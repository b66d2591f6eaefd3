//! Voice construction.
//!
//! Turns a chord request (frequencies, start, length, velocity, sends) and a
//! preset into a `Voice` the engine can render. Engines are a closed set, so
//! dispatch is one exhaustive match; drums go through `voices::DrumKind`.

use tracing::debug;

use crate::{
    graph::GraphNode,
    preset::{Engine, Preset},
    voices::{DrumKind, Hit},
};

pub mod harmonic;
pub mod oscillator;
pub mod piano;
pub mod pluck;
pub mod voice;

pub use voice::{Layer, Sends, Voice, VoiceId};

/// Settings shared by every voice built for one engine.
#[derive(Debug, Clone, Copy, PartialEq)]
pub struct SynthCtx {
    pub sample_rate: f32,
    /// Seconds between successive notes of a strummed chord.
    pub strum_step: f64,
    /// Heavier damping on plucked strings.
    pub safe_mode: bool,
}

impl SynthCtx {
    pub fn new(sample_rate: f32, strum_step: f64) -> Self {
        Self {
            sample_rate,
            strum_step,
            safe_mode: false,
        }
    }
}

#[derive(Debug, Clone, PartialEq)]
pub struct ChordRequest<'a> {
    pub frequencies: &'a [f32],
    /// Engine time in seconds.
    pub start: f64,
    /// Seconds held before the natural release, or `None` to hold until
    /// released.
    pub length: Option<f64>,
    pub velocity: f32,
    pub sends: Sends,
    pub strum: bool,
    /// Seeds the noise transients so repeated renders match.
    pub seed: u64,
}

/// Build the voice for a chord under `preset`.
pub fn chord_voice(preset: &Preset, request: &ChordRequest<'_>, ctx: &SynthCtx) -> Voice {
    let strum = request.strum
        && preset.instrument.supports_strum()
        && request.frequencies.len() > 1;
    let step = strum.then_some(ctx.strum_step);
    let sr = ctx.sample_rate;

    let layers = match &preset.engine {
        Engine::Harmonic(params) => per_note(request, step, |f| {
            harmonic::note(params, f, request.length, request.velocity, sr, request.seed)
        }),
        Engine::Piano(params) => per_note(request, step, |f| {
            piano::note(params, f, request.length, request.velocity, sr, request.seed)
        }),
        Engine::Pluck(params) => {
            let params = if ctx.safe_mode { params.safe() } else { *params };
            per_note(request, step, |f| {
                pluck::note(&params, f, request.length, request.velocity, sr, request.seed)
            })
        }
        Engine::Oscillator(params) => {
            let node = oscillator::chord(
                params,
                request.frequencies,
                request.length,
                request.velocity,
                step,
            );
            vec![Layer::new(node, request.sends)]
        }
        Engine::Percussive | Engine::Input => {
            debug!(
                instrument = preset.instrument.id(),
                "instrument has no chord engine, using fallback oscillator"
            );
            return chord_voice(&Preset::fallback(), request, ctx);
        }
    };

    Voice::new(request.start, layers)
}

/// One layer per frequency, the k-th delayed by k strum steps.
fn per_note(
    request: &ChordRequest<'_>,
    strum_step: Option<f64>,
    build: impl Fn(f32) -> Box<dyn GraphNode>,
) -> Vec<Layer> {
    request
        .frequencies
        .iter()
        .enumerate()
        .map(|(k, &f)| {
            let offset = strum_step.map_or(0.0, |step| k as f64 * step);
            Layer::new(build(f), request.sends).delayed(offset)
        })
        .collect()
}

/// Build a one-shot drum hit. Dry send is `volume`, wet send is
/// `volume * reverb_send`.
pub fn drum_voice(
    kind: DrumKind,
    start: f64,
    volume: f32,
    reverb_send: f32,
    seed: u64,
    ctx: &SynthCtx,
) -> Voice {
    let volume = volume.clamp(0.0, 1.0);
    let sends = Sends::new(volume, volume * reverb_send.clamp(0.0, 1.0));
    let hit = Hit::new(sends, ctx.sample_rate, seed);
    Voice::new(start, kind.layers(&hit))
}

## Action item
Every line above in which the word "layers" is present must be copied into the answer.

## Answer space
    let layers = match &preset.engine {
    Voice::new(request.start, layers)
    Voice::new(start, kind.layers(&hit))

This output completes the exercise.